Azure Security Architecture for Global Manufacturing Firm
Our client, a global manufacturing firm based in the Midwest, requested Concurrency’s assistance with an Azure architecture project of significance to the firm’s operations worldwide. Our client recognized a need to improve on aspects of its security-related practices, such as patching systems in a timely way. That need became one focus area in a project we undertook to create the Azure architecture for a “minimally viable product” (MVP) that, when implemented, would drastically improve our client’s security posture throughout the organization.
As we designed the architecture, we covered topology, subscriptions, resources, and security configuration. We provided a security architecture used for the Azure environment, including access to resource groups. We addressed how administrators are secured, how VPN would factor into the Azure solution, and how both third-party firewalls and Network Security Groups (NSGs) would be applied.
At the beginning of this project, our client had begun some initial experimentation with Azure at the parent-company level. At its conclusion, the organization was ready to implement a robust Azure architecture that could encompass both the parent company and a series of worldwide subsidiaries.

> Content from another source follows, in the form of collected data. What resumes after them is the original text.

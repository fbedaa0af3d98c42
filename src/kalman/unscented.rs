// Unscented transform building blocks
//
// Sigma point generation for the noise-augmented state, and the weighted
// mean / covariance / cross-covariance recovery shared by the prediction and
// both measurement updates. Sigma points are stored one per column.

use std::f64::consts::PI;

use nalgebra::{SMatrix, SVector};

use crate::constants::{LAMBDA, N_AUG, N_SIGMA, N_X};
use crate::error::EstimatorError;

/// Sigma points of dimension D, one per column
pub type SigmaMatrix<const D: usize> = SMatrix<f64, D, N_SIGMA>;

/// Sigma point weights (identical for mean and covariance)
pub type Weights = SVector<f64, N_SIGMA>;

/// Mean and covariance of a D-dimensional Gaussian
#[derive(Debug, Clone, Copy, PartialEq)]
pub struct Moments<const D: usize> {
    pub mean: SVector<f64, D>,
    pub covariance: SMatrix<f64, D, D>,
}

/// Wrap an angle into (-pi, pi]
///
/// Non-finite input is returned unchanged.
pub fn normalize_angle(mut angle: f64) -> f64 {
    if !angle.is_finite() {
        return angle;
    }
    // Stepping by 2*pi stalls once it drops below the float spacing
    if angle.abs() > 4.0 * PI {
        angle = (angle + PI).rem_euclid(2.0 * PI) - PI;
    }
    while angle > PI {
        angle -= 2.0 * PI;
    }
    while angle <= -PI {
        angle += 2.0 * PI;
    }
    angle
}

/// Residual that wraps component `index` as an angle
pub fn angle_residual<const D: usize>(index: usize) -> impl Fn(SVector<f64, D>) -> SVector<f64, D> {
    move |mut diff| {
        diff[index] = normalize_angle(diff[index]);
        diff
    }
}

/// Plain vector difference, for spaces without angular components
pub fn linear_residual<const D: usize>(diff: SVector<f64, D>) -> SVector<f64, D> {
    diff
}

/// Sigma point weights: lambda / (lambda + n_aug) for the central point,
/// 0.5 / (lambda + n_aug) for the rest. They sum to one.
pub fn sigma_weights() -> Weights {
    let spread = LAMBDA + N_AUG as f64;
    let mut weights = Weights::from_element(0.5 / spread);
    weights[0] = LAMBDA / spread;
    weights
}

/// Generate 2 * n_aug + 1 sigma points from the state belief augmented with
/// zero-mean longitudinal and yaw acceleration noise.
///
/// Fails when the augmented covariance is not positive definite.
pub fn augmented_sigma_points(
    state: &Moments<N_X>,
    std_a: f64,
    std_yawdd: f64,
) -> Result<SigmaMatrix<N_AUG>, EstimatorError> {
    let mut mean_aug = SVector::<f64, N_AUG>::zeros();
    mean_aug.fixed_rows_mut::<N_X>(0).copy_from(&state.mean);

    let mut cov_aug = SMatrix::<f64, N_AUG, N_AUG>::zeros();
    cov_aug
        .fixed_view_mut::<N_X, N_X>(0, 0)
        .copy_from(&state.covariance);
    cov_aug[(N_X, N_X)] = std_a * std_a;
    cov_aug[(N_X + 1, N_X + 1)] = std_yawdd * std_yawdd;

    let sqrt_cov = cov_aug
        .cholesky()
        .ok_or(EstimatorError::CovarianceNotPositiveDefinite)?
        .l();
    let scale = (LAMBDA + N_AUG as f64).sqrt();

    let mut points = SigmaMatrix::<N_AUG>::zeros();
    points.set_column(0, &mean_aug);
    for i in 0..N_AUG {
        let offset = sqrt_cov.column(i) * scale;
        points.set_column(i + 1, &(mean_aug + offset));
        points.set_column(i + 1 + N_AUG, &(mean_aug - offset));
    }
    Ok(points)
}

/// Weighted mean of the sigma points.
///
/// Accumulated as offsets from the central point passed through `residual`,
/// so angular components that straddle the +/-pi seam average correctly.
/// With a plain difference this equals the ordinary weighted sum.
pub fn weighted_mean<const D: usize, F>(
    points: &SigmaMatrix<D>,
    weights: &Weights,
    residual: F,
) -> SVector<f64, D>
where
    F: Fn(SVector<f64, D>) -> SVector<f64, D>,
{
    let center: SVector<f64, D> = points.column(0).into_owned();
    let mut offset = SVector::<f64, D>::zeros();
    for i in 1..N_SIGMA {
        offset += residual(points.column(i) - &center) * weights[i];
    }
    center + offset
}

/// Weighted covariance of the sigma points around `mean`.
///
/// `residual` post-processes each (point - mean) difference, e.g. to wrap
/// angular components before they enter the outer product.
pub fn weighted_covariance<const D: usize, F>(
    points: &SigmaMatrix<D>,
    mean: &SVector<f64, D>,
    weights: &Weights,
    residual: F,
) -> SMatrix<f64, D, D>
where
    F: Fn(SVector<f64, D>) -> SVector<f64, D>,
{
    let mut covariance = SMatrix::<f64, D, D>::zeros();
    for i in 0..N_SIGMA {
        let diff = residual(points.column(i) - mean);
        covariance += (diff * diff.transpose()) * weights[i];
    }
    covariance
}

/// Recover mean and covariance from sigma points, adding optional noise
pub fn points2moments<const D: usize, F>(
    points: &SigmaMatrix<D>,
    weights: &Weights,
    residual: F,
    noise: Option<&SMatrix<f64, D, D>>,
) -> Moments<D>
where
    F: Fn(SVector<f64, D>) -> SVector<f64, D>,
{
    let mean = weighted_mean(points, weights, &residual);
    let mut covariance = weighted_covariance(points, &mean, weights, residual);
    if let Some(noise) = noise {
        covariance += noise;
    }
    Moments { mean, covariance }
}

/// Cross-covariance between two sigma point sets sharing the same weights
pub fn cross_covariance<const A: usize, const B: usize, FA, FB>(
    points_a: &SigmaMatrix<A>,
    mean_a: &SVector<f64, A>,
    residual_a: FA,
    points_b: &SigmaMatrix<B>,
    mean_b: &SVector<f64, B>,
    residual_b: FB,
    weights: &Weights,
) -> SMatrix<f64, A, B>
where
    FA: Fn(SVector<f64, A>) -> SVector<f64, A>,
    FB: Fn(SVector<f64, B>) -> SVector<f64, B>,
{
    let mut cross = SMatrix::<f64, A, B>::zeros();
    for i in 0..N_SIGMA {
        let diff_a = residual_a(points_a.column(i) - mean_a);
        let diff_b = residual_b(points_b.column(i) - mean_b);
        cross += (diff_a * diff_b.transpose()) * weights[i];
    }
    cross
}

/// Map every sigma point through `f`
pub fn transform_points<const I: usize, const O: usize, F>(
    points: &SigmaMatrix<I>,
    f: F,
) -> SigmaMatrix<O>
where
    F: Fn(&SVector<f64, I>) -> SVector<f64, O>,
{
    let mut out = SigmaMatrix::<O>::zeros();
    for i in 0..N_SIGMA {
        let point: SVector<f64, I> = points.column(i).into_owned();
        out.set_column(i, &f(&point));
    }
    out
}

#[cfg(test)]
mod tests {
    use super::*;
    use crate::constants::YAW_INDEX;

    fn test_state() -> Moments<N_X> {
        Moments {
            mean: SVector::<f64, N_X>::from_column_slice(&[1.0, 2.0, 3.0, 0.5, 0.1]),
            covariance: SMatrix::<f64, N_X, N_X>::from_diagonal(
                &SVector::<f64, N_X>::from_column_slice(&[0.15, 0.15, 1.0, 1.0, 1.0]),
            ),
        }
    }

    #[test]
    fn test_weights_sum_to_one() {
        let weights = sigma_weights();
        assert!((weights.sum() - 1.0).abs() < 1e-12);
        assert!((weights[0] - LAMBDA / (LAMBDA + N_AUG as f64)).abs() < 1e-12);
        for i in 1..N_SIGMA {
            assert!((weights[i] - weights[1]).abs() < 1e-15);
        }
    }

    #[test]
    fn test_normalize_angle() {
        assert!((normalize_angle(2.0 * PI + 1.0) - 1.0).abs() < 1e-12);
        assert!((normalize_angle(-3.5 * PI) - 0.5 * PI).abs() < 1e-12);
        assert!((normalize_angle(0.25) - 0.25).abs() < 1e-15);
        assert!((normalize_angle(-PI) - PI).abs() < 1e-12);
        assert!(normalize_angle(f64::NAN).is_nan());
        assert!(normalize_angle(f64::INFINITY).is_infinite());
    }

    #[test]
    fn test_normalize_huge_angle() {
        for angle in [1e18, -1e18, 1e300, f64::MAX, f64::MIN, 1e6 + 0.5] {
            let wrapped = normalize_angle(angle);
            assert!(wrapped > -PI && wrapped <= PI, "{} -> {}", angle, wrapped);
        }
        // Exact reduction for moderately large inputs
        assert!((normalize_angle(1000.0 * PI + 0.25) - 0.25).abs() < 1e-9);
    }

    #[test]
    fn test_normalize_angle_idempotent() {
        for k in -40..=40 {
            let angle = k as f64 * 0.37;
            let once = normalize_angle(angle);
            let twice = normalize_angle(once);
            assert!(once > -PI && once <= PI, "{} -> {}", angle, once);
            assert_eq!(once, twice);
        }
    }

    #[test]
    fn test_augmented_sigma_points_layout() {
        let state = test_state();
        let points = augmented_sigma_points(&state, 2.0, 0.5).unwrap();

        // Central point is the augmented mean
        for i in 0..N_X {
            assert!((points[(i, 0)] - state.mean[i]).abs() < 1e-12);
        }
        assert_eq!(points[(N_X, 0)], 0.0);
        assert_eq!(points[(N_X + 1, 0)], 0.0);

        // Points come in symmetric pairs around the mean
        let center = points.column(0).into_owned();
        for i in 1..=N_AUG {
            let plus = points.column(i) - &center;
            let minus = points.column(i + N_AUG) - &center;
            assert!((plus + minus).norm() < 1e-12);
        }

        // Noise dimensions are spread by sqrt(lambda + n_aug) * std
        let scale = (LAMBDA + N_AUG as f64).sqrt();
        assert!((points[(N_X, N_X + 1)] - scale * 2.0).abs() < 1e-12);
        assert!((points[(N_X + 1, N_X + 2)] - scale * 0.5).abs() < 1e-12);
    }

    #[test]
    fn test_augmented_sigma_points_reject_indefinite_covariance() {
        let mut state = test_state();
        state.covariance[(2, 2)] = -1.0;
        assert_eq!(
            augmented_sigma_points(&state, 2.0, 2.0),
            Err(EstimatorError::CovarianceNotPositiveDefinite)
        );
    }

    #[test]
    fn test_points2moments_recovers_state() {
        let state = test_state();
        let points = augmented_sigma_points(&state, 2.0, 2.0).unwrap();
        let state_points: SigmaMatrix<N_X> = points.fixed_rows::<N_X>(0).into_owned();

        let moments = points2moments(&state_points, &sigma_weights(), linear_residual, None);
        for i in 0..N_X {
            assert!((moments.mean[i] - state.mean[i]).abs() < 1e-10);
            for j in 0..N_X {
                assert!(
                    (moments.covariance[(i, j)] - state.covariance[(i, j)]).abs() < 1e-10,
                    "cov mismatch at ({}, {})",
                    i,
                    j
                );
            }
        }
    }

    #[test]
    fn test_angle_residual_wraps_only_selected_component() {
        let residual = angle_residual::<N_X>(YAW_INDEX);
        let diff = SVector::<f64, N_X>::from_column_slice(&[7.0, -7.0, 7.0, 2.0 * PI + 0.1, 7.0]);
        let wrapped = residual(diff);
        assert_eq!(wrapped[0], 7.0);
        assert_eq!(wrapped[1], -7.0);
        assert!((wrapped[YAW_INDEX] - 0.1).abs() < 1e-12);
    }

    #[test]
    fn test_linear_transform_scales_covariance() {
        let state = test_state();
        let points = augmented_sigma_points(&state, 1.0, 1.0).unwrap();
        let doubled: SigmaMatrix<2> =
            transform_points(&points, |x| nalgebra::Vector2::new(2.0 * x[0], 2.0 * x[1]));

        let moments = points2moments(&doubled, &sigma_weights(), linear_residual, None);
        assert!((moments.mean[0] - 2.0).abs() < 1e-10);
        assert!((moments.mean[1] - 4.0).abs() < 1e-10);
        assert!((moments.covariance[(0, 0)] - 4.0 * 0.15).abs() < 1e-10);
        assert!((moments.covariance[(1, 1)] - 4.0 * 0.15).abs() < 1e-10);
    }

    #[test]
    fn test_cross_covariance_of_identity_projection() {
        let state = test_state();
        let points = augmented_sigma_points(&state, 1.0, 1.0).unwrap();
        let state_points: SigmaMatrix<N_X> = points.fixed_rows::<N_X>(0).into_owned();
        let projected: SigmaMatrix<2> = state_points.fixed_rows::<2>(0).into_owned();
        let weights = sigma_weights();

        let state_mean = weighted_mean(&state_points, &weights, linear_residual);
        let z_mean = weighted_mean(&projected, &weights, linear_residual);
        let cross = cross_covariance(
            &state_points,
            &state_mean,
            linear_residual,
            &projected,
            &z_mean,
            linear_residual,
            &weights,
        );
        // Cross-covariance of a state with its own position equals the position columns of P
        for i in 0..N_X {
            for j in 0..2 {
                assert!((cross[(i, j)] - state.covariance[(i, j)]).abs() < 1e-10);
            }
        }
    }

    #[test]
    fn test_weighted_mean_across_angle_seam() {
        // Bearings on both sides of +/-pi average to ~pi, not ~0
        let mut points = SigmaMatrix::<1>::zeros();
        points[(0, 0)] = PI - 0.05;
        for i in 1..N_SIGMA {
            points[(0, i)] = if i % 2 == 0 { PI - 0.1 } else { -PI + 0.1 };
        }
        let weights = sigma_weights();
        let mean = weighted_mean(&points, &weights, angle_residual::<1>(0));
        assert!(normalize_angle(mean[0] - PI).abs() < 0.1, "mean: {}", mean[0]);

        let covariance = weighted_covariance(&points, &mean, &weights, angle_residual::<1>(0));
        assert!(covariance[(0, 0)] < 0.1, "variance: {}", covariance[(0, 0)]);
    }
}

In the architecture we designed, we accommodated key existing tools such as by extending on-premises System Center Configurations Manager functions into Azure. We also accommodated our client’s desire to use a third-party firewall and helped our client get oriented with regard to Microsoft product roadmaps on how that integration could further improve over time. We also helped our client identify areas where Azure NSGs (which offer automated deployment) could be applied with better security results than a traditional firewall by walling off applications.
In that same vein of extending tools our client was already familiar with, we also built a security model around Active Directory with an integration into Azure Active Directory—enabling our client to continue using existing auditing tools.
We developed an architectural overview document in a form for review by upper management. As our client moved forward with implementing the Azure plan, we continued to provide assistance. This project helped ensure that both recognized critical needs—such as an improved approach to systems patching—were attained. More generally, it also provided our client with a plan to achieve a modern approach to monitoring and securing its systems around the globe.